Rabbi Stein; It was great timing, then, that we were able to attend the URJ’s Shallat Rabbinic Transition Program and Retreat in January. Designed specifically for congregations that have completed a transition to a new rabbi, the weekend provided outstanding opportunities for Lou and me to learn, network, and bond with each other – and with the many other congregational leaders who were there!

Our travel time together helped us get to know each other as individuals and to appreciate the way each of us looks at issues and approaches problems. Having this understanding about one other will help us deal effectively with challenges and issues that may arise in our congregation.
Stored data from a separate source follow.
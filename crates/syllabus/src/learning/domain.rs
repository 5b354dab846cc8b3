use std::fmt;

use chrono::{DateTime, NaiveDate, Utc};
use serde::{Deserialize, Serialize};

/// Item-level progress at or above this fraction counts as done when the item sets no threshold.
pub const DEFAULT_COMPLETION_THRESHOLD: f64 = 0.8;

/// Watch-time ratio at or above which a video counts as watched.
pub const VIDEO_COMPLETION_THRESHOLD: f64 = 0.8;

macro_rules! identifier {
    ($(#[$meta:meta])* $name:ident) => {
        $(#[$meta])*
        #[derive(Debug, Clone, PartialEq, Eq, Hash, PartialOrd, Ord, Serialize, Deserialize)]
        #[serde(transparent)]
        pub struct $name(pub String);

        impl $name {
            pub fn new(value: impl Into<String>) -> Self {
                Self(value.into())
            }

            pub fn as_str(&self) -> &str {
                &self.0
            }
        }

        impl fmt::Display for $name {
            fn fmt(&self, f: &mut fmt::Formatter<'_>) -> fmt::Result {
                f.write_str(&self.0)
            }
        }
    };
}

identifier!(
    /// Learner or staff account reference.
    UserId
);
identifier!(CourseId);
identifier!(PlanId);
identifier!(ContentItemId);
identifier!(TestId);
identifier!(
    /// Store-assigned enrollment reference.
    EnrollmentId
);

/// The entity an enrollment or aggregate completion points at: a course XOR a learning plan.
#[derive(Debug, Clone, PartialEq, Eq, Hash, PartialOrd, Ord, Serialize, Deserialize)]
#[serde(tag = "kind", content = "id", rename_all = "snake_case")]
pub enum Target {
    Course(CourseId),
    Plan(PlanId),
}

impl Target {
    pub const fn kind_label(&self) -> &'static str {
        match self {
            Target::Course(_) => "course",
            Target::Plan(_) => "plan",
        }
    }

    pub fn id_str(&self) -> &str {
        match self {
            Target::Course(id) => id.as_str(),
            Target::Plan(id) => id.as_str(),
        }
    }
}

impl fmt::Display for Target {
    fn fmt(&self, f: &mut fmt::Formatter<'_>) -> fmt::Result {
        write!(f, "{}:{}", self.kind_label(), self.id_str())
    }
}

/// Enrollment configuration shared by courses and plans.
#[derive(Debug, Clone, PartialEq, Serialize, Deserialize)]
#[serde(default)]
pub struct EnrollmentPolicy {
    pub self_enrollment: bool,
    pub requires_approval: bool,
    pub max_enrollments: Option<u32>,
    pub has_certificate: bool,
    pub has_badge: bool,
}

impl Default for EnrollmentPolicy {
    fn default() -> Self {
        Self {
            self_enrollment: true,
            requires_approval: false,
            max_enrollments: None,
            has_certificate: false,
            has_badge: false,
        }
    }
}

#[derive(Debug, Clone, PartialEq, Serialize, Deserialize)]
pub struct Course {
    pub id: CourseId,
    pub title: String,
    pub created_by: UserId,
    #[serde(default)]
    pub instructors: Vec<UserId>,
    #[serde(default)]
    pub policy: EnrollmentPolicy,
}

/// Membership of a course inside a plan; insertion order is the plan order.
#[derive(Debug, Clone, PartialEq, Eq, Serialize, Deserialize)]
pub struct PlanCourse {
    pub course_id: CourseId,
    #[serde(default = "required_by_default")]
    pub required: bool,
}

fn required_by_default() -> bool {
    true
}

#[derive(Debug, Clone, PartialEq, Serialize, Deserialize)]
pub struct LearningPlan {
    pub id: PlanId,
    pub title: String,
    pub created_by: UserId,
    #[serde(default)]
    pub instructors: Vec<UserId>,
    #[serde(default)]
    pub policy: EnrollmentPolicy,
    pub courses: Vec<PlanCourse>,
    /// Courses unlock one after another for learners enrolled only through this plan.
    #[serde(default)]
    pub sequential: bool,
}

impl LearningPlan {
    pub fn contains(&self, course_id: &CourseId) -> bool {
        self.courses.iter().any(|entry| &entry.course_id == course_id)
    }
}

/// Whichever entity an enrollment targets, loaded from the catalog.
#[derive(Debug, Clone, PartialEq)]
pub enum TargetRecord {
    Course(Course),
    Plan(LearningPlan),
}

impl TargetRecord {
    pub fn target(&self) -> Target {
        match self {
            TargetRecord::Course(course) => Target::Course(course.id.clone()),
            TargetRecord::Plan(plan) => Target::Plan(plan.id.clone()),
        }
    }

    pub fn policy(&self) -> &EnrollmentPolicy {
        match self {
            TargetRecord::Course(course) => &course.policy,
            TargetRecord::Plan(plan) => &plan.policy,
        }
    }

    pub fn created_by(&self) -> &UserId {
        match self {
            TargetRecord::Course(course) => &course.created_by,
            TargetRecord::Plan(plan) => &plan.created_by,
        }
    }

    pub fn instructors(&self) -> &[UserId] {
        match self {
            TargetRecord::Course(course) => &course.instructors,
            TargetRecord::Plan(plan) => &plan.instructors,
        }
    }

    pub fn title(&self) -> &str {
        match self {
            TargetRecord::Course(course) => &course.title,
            TargetRecord::Plan(plan) => &plan.title,
        }
    }
}

#[derive(Debug, Clone, Copy, PartialEq, Eq, Serialize, Deserialize)]
#[serde(rename_all = "snake_case")]
pub enum ContentKind {
    Document,
    Page,
    Link,
    Scorm,
    Video,
    Test,
}

impl ContentKind {
    pub const fn label(self) -> &'static str {
        match self {
            ContentKind::Document => "document",
            ContentKind::Page => "page",
            ContentKind::Link => "link",
            ContentKind::Scorm => "scorm",
            ContentKind::Video => "video",
            ContentKind::Test => "test",
        }
    }
}

#[derive(Debug, Clone, PartialEq, Serialize, Deserialize)]
pub struct ContentItem {
    pub id: ContentItemId,
    pub course_id: CourseId,
    pub title: String,
    pub kind: ContentKind,
    #[serde(default = "required_by_default")]
    pub required: bool,
    #[serde(default)]
    pub completion_threshold: Option<f64>,
}

impl ContentItem {
    /// The item's own threshold, or `fallback` when unset or unusable.
    pub fn threshold(&self, fallback: f64) -> f64 {
        self.completion_threshold
            .filter(|value| value.is_finite() && *value > 0.0)
            .unwrap_or(fallback)
    }
}

#[derive(Debug, Clone, Copy, PartialEq, Eq, Serialize, Deserialize)]
#[serde(rename_all = "snake_case")]
pub enum QuestionKind {
    SingleChoice,
    MultipleChoice,
    TrueFalse,
    ShortAnswer,
}

#[derive(Debug, Clone, PartialEq, Serialize, Deserialize)]
pub struct Question {
    pub id: String,
    pub prompt: String,
    pub kind: QuestionKind,
    #[serde(default)]
    pub options: Vec<String>,
    /// Indexes into `options` for choice questions.
    #[serde(default)]
    pub correct_options: Vec<usize>,
    /// Case-insensitive accepted responses for short answers.
    #[serde(default)]
    pub accepted_answers: Vec<String>,
    pub points: u32,
}

#[derive(Debug, Clone, PartialEq, Serialize, Deserialize)]
pub struct Test {
    pub id: TestId,
    pub course_id: CourseId,
    /// Content item completed by a passing attempt.
    #[serde(default)]
    pub content_item_id: Option<ContentItemId>,
    pub title: String,
    /// Fraction of total points needed to pass.
    pub passing_score: f64,
    #[serde(default)]
    pub max_attempts: Option<u32>,
    pub questions: Vec<Question>,
}

#[derive(Debug, Clone, Copy, PartialEq, Eq, Hash, Serialize, Deserialize)]
#[serde(rename_all = "SCREAMING_SNAKE_CASE")]
pub enum EnrollmentStatus {
    PendingApproval,
    Enrolled,
    InProgress,
    Completed,
    Dropped,
}

impl EnrollmentStatus {
    pub const fn label(self) -> &'static str {
        match self {
            EnrollmentStatus::PendingApproval => "PENDING_APPROVAL",
            EnrollmentStatus::Enrolled => "ENROLLED",
            EnrollmentStatus::InProgress => "IN_PROGRESS",
            EnrollmentStatus::Completed => "COMPLETED",
            EnrollmentStatus::Dropped => "DROPPED",
        }
    }

    /// Statuses counted against a target's capacity.
    pub const fn occupies_seat(self) -> bool {
        matches!(self, EnrollmentStatus::Enrolled | EnrollmentStatus::InProgress)
    }

    /// Statuses under which content may be consumed.
    pub const fn grants_access(self) -> bool {
        matches!(
            self,
            EnrollmentStatus::Enrolled | EnrollmentStatus::InProgress | EnrollmentStatus::Completed
        )
    }

    pub const fn is_terminal(self) -> bool {
        matches!(self, EnrollmentStatus::Completed | EnrollmentStatus::Dropped)
    }
}

#[derive(Debug, Clone, Copy, PartialEq, Eq, Serialize, Deserialize)]
#[serde(rename_all = "snake_case")]
pub enum EnrollmentType {
    Manual,
    #[serde(rename = "self")]
    SelfService,
    Group,
    Auto,
}

#[derive(Debug, Clone, PartialEq, Serialize, Deserialize)]
pub struct Enrollment {
    pub id: EnrollmentId,
    pub user_id: UserId,
    pub target: Target,
    pub status: EnrollmentStatus,
    pub enrollment_type: EnrollmentType,
    pub enrolled_at: DateTime<Utc>,
    pub approved_by: Option<UserId>,
    pub approved_at: Option<DateTime<Utc>>,
    pub due_date: Option<NaiveDate>,
    pub completed_at: Option<DateTime<Utc>>,
}

#[derive(Debug, Clone, Copy, PartialEq, Eq, Serialize, Deserialize)]
pub struct PageInfo {
    pub current_page: Option<u32>,
    pub total_pages: Option<u32>,
}

#[derive(Debug, Clone, PartialEq, Serialize, Deserialize)]
pub struct ContentProgress {
    pub user_id: UserId,
    pub content_item_id: ContentItemId,
    pub course_id: CourseId,
    pub progress: f64,
    pub current_page: Option<u32>,
    pub total_pages: Option<u32>,
    pub completed: bool,
    pub updated_at: DateTime<Utc>,
}

#[derive(Debug, Clone, PartialEq, Serialize, Deserialize)]
pub struct VideoProgress {
    pub user_id: UserId,
    pub content_item_id: ContentItemId,
    pub course_id: CourseId,
    pub watch_time_seconds: f64,
    pub total_duration_seconds: f64,
    pub last_position_seconds: f64,
    pub times_watched: u32,
    pub completed: bool,
    pub completed_at: Option<DateTime<Utc>>,
    pub updated_at: DateTime<Utc>,
}

impl VideoProgress {
    pub fn watch_ratio(&self) -> Option<f64> {
        (self.total_duration_seconds > 0.0)
            .then(|| self.watch_time_seconds / self.total_duration_seconds)
    }
}

#[derive(Debug, Clone, PartialEq, Serialize, Deserialize)]
pub struct TestAttempt {
    pub user_id: UserId,
    pub test_id: TestId,
    pub attempt_number: u32,
    pub score: f64,
    pub passed: bool,
    pub points_earned: u64,
    pub points_total: u64,
    pub time_spent_seconds: u32,
    pub started_at: DateTime<Utc>,
    pub submitted_at: DateTime<Utc>,
}

/// Unique key of a completion: item-level when `content_item_id` is set, aggregate otherwise.
#[derive(Debug, Clone, PartialEq, Eq, Hash, PartialOrd, Ord, Serialize, Deserialize)]
pub struct CompletionKey {
    pub user_id: UserId,
    pub target: Target,
    #[serde(default)]
    pub content_item_id: Option<ContentItemId>,
}

impl CompletionKey {
    pub fn item(user_id: UserId, course_id: CourseId, content_item_id: ContentItemId) -> Self {
        Self {
            user_id,
            target: Target::Course(course_id),
            content_item_id: Some(content_item_id),
        }
    }

    pub fn aggregate(user_id: UserId, target: Target) -> Self {
        Self {
            user_id,
            target,
            content_item_id: None,
        }
    }

    pub fn is_aggregate(&self) -> bool {
        self.content_item_id.is_none()
    }
}

#[derive(Debug, Clone, PartialEq, Serialize, Deserialize)]
pub struct Completion {
    pub key: CompletionKey,
    pub completed_at: Option<DateTime<Utc>>,
    pub score: Option<f64>,
    pub certificate_url: Option<String>,
    pub certificate_generated_at: Option<DateTime<Utc>>,
    pub badge_awarded: bool,
    pub badge_awarded_at: Option<DateTime<Utc>>,
}

impl Completion {
    pub fn new(key: CompletionKey, completed_at: DateTime<Utc>, score: Option<f64>) -> Self {
        Self {
            key,
            completed_at: Some(completed_at),
            score,
            certificate_url: None,
            certificate_generated_at: None,
            badge_awarded: false,
            badge_awarded_at: None,
        }
    }
}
Here are four more important takeaways from the weekend:

  1. As in a marriage, it’s critical to take time to reflect on our partnership, assessing our own personal strengths and interests in light of those of our “other half.” We learned that when it comes to leadership, we each have strengths and areas for improvement, and we need to leverage them to benefit the congregation. For example, we have both made a point of using the other’s messages about goals in our writing and speaking – like incorporating the rabbi’s annual meeting message into the president’s communications.
  2. Spending time with other rabbi-president leadership teams that are at nearly the same point in their rabbinic transition was invaluable. We relished the opportunity to connect and network with peers from throughout North America, building and nurturing relationships that will be useful for all of us as we move forward. Even though every transition has a unique context and dynamic, there is real power in sitting with others who are involved in navigating the same change in their own world and in knowing that we are not alone in the work we are doing.
  3. The expertise and insights provided by the URJ faculty as part of the seminar’s formal learning sessions helped us gain an important perspective on the work we are doing. They also introduced us to outstanding resources to draw upon around congregational best practices, including a variety of materials for the rabbinic evaluation process. We have been able to bring those resources to our HR committee and executive committee as we seek to create an ongoing mutual review process.
  4. In fact, our participation in the Shallat seminar was a microcosm of what we try to do here at Temple B’rith Kodesh: develop relationships in a way that builds community, strengthens congregational life, and helps us pursue our goal to create a vibrant, vital Reform Jewish life for all.

Needless to say, we highly recommend this leadership training seminar for congregations that have recently completed a rabbinic transition. Its value is without measure.

Rabbi Peter Stein is the spiritual leader of Temple B’rith Kodesh in Rochester, N.Y. Lou Spiro is the congregation’s president.